_EXERCISE_
Take each line of the material that includes "oneshot" and copy it.

=== ENTRIES SUPPLIED ===

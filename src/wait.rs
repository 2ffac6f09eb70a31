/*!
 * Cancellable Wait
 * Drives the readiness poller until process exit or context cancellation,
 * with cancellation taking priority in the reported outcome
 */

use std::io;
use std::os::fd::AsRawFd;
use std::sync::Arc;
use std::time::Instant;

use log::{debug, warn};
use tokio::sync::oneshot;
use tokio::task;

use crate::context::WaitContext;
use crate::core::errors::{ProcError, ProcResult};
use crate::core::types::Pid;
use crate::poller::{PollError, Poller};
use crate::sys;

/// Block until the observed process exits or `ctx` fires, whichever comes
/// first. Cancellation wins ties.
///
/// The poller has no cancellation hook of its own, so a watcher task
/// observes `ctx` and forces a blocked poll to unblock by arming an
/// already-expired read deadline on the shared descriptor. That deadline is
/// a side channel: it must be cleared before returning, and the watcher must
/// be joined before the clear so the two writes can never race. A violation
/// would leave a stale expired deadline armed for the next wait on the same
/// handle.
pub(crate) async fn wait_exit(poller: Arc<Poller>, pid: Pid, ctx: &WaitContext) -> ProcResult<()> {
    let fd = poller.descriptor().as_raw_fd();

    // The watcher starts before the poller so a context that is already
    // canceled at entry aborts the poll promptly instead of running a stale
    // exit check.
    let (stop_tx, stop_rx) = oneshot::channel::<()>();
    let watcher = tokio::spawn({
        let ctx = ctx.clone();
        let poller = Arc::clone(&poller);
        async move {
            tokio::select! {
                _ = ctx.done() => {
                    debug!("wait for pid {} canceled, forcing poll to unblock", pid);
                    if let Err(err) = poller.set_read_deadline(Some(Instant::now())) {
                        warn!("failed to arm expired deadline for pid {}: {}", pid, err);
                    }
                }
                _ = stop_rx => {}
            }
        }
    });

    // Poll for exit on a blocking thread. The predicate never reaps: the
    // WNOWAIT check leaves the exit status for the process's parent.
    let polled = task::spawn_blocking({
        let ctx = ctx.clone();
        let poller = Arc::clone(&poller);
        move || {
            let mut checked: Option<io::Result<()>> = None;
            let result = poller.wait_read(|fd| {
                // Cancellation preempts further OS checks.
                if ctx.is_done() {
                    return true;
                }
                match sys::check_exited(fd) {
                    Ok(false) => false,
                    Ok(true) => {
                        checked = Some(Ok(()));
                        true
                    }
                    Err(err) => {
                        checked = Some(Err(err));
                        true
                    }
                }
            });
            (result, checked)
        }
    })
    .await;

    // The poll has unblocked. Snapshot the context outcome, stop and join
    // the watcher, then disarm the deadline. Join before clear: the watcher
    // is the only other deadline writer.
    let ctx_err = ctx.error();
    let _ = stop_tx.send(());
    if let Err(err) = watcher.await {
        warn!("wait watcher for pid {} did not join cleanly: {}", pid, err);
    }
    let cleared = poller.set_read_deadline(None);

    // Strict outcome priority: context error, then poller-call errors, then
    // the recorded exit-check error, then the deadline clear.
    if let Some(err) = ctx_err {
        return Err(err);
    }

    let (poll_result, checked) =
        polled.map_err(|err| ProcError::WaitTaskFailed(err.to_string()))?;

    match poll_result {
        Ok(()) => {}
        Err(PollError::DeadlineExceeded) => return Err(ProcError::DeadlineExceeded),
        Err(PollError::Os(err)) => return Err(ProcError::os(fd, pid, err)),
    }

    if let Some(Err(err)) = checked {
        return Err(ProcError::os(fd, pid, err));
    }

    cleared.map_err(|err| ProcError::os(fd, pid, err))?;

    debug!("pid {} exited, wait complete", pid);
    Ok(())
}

===

_RESPONSE TO THE TASK_
use tokio::sync::oneshot;
    let (stop_tx, stop_rx) = oneshot::channel::<()>();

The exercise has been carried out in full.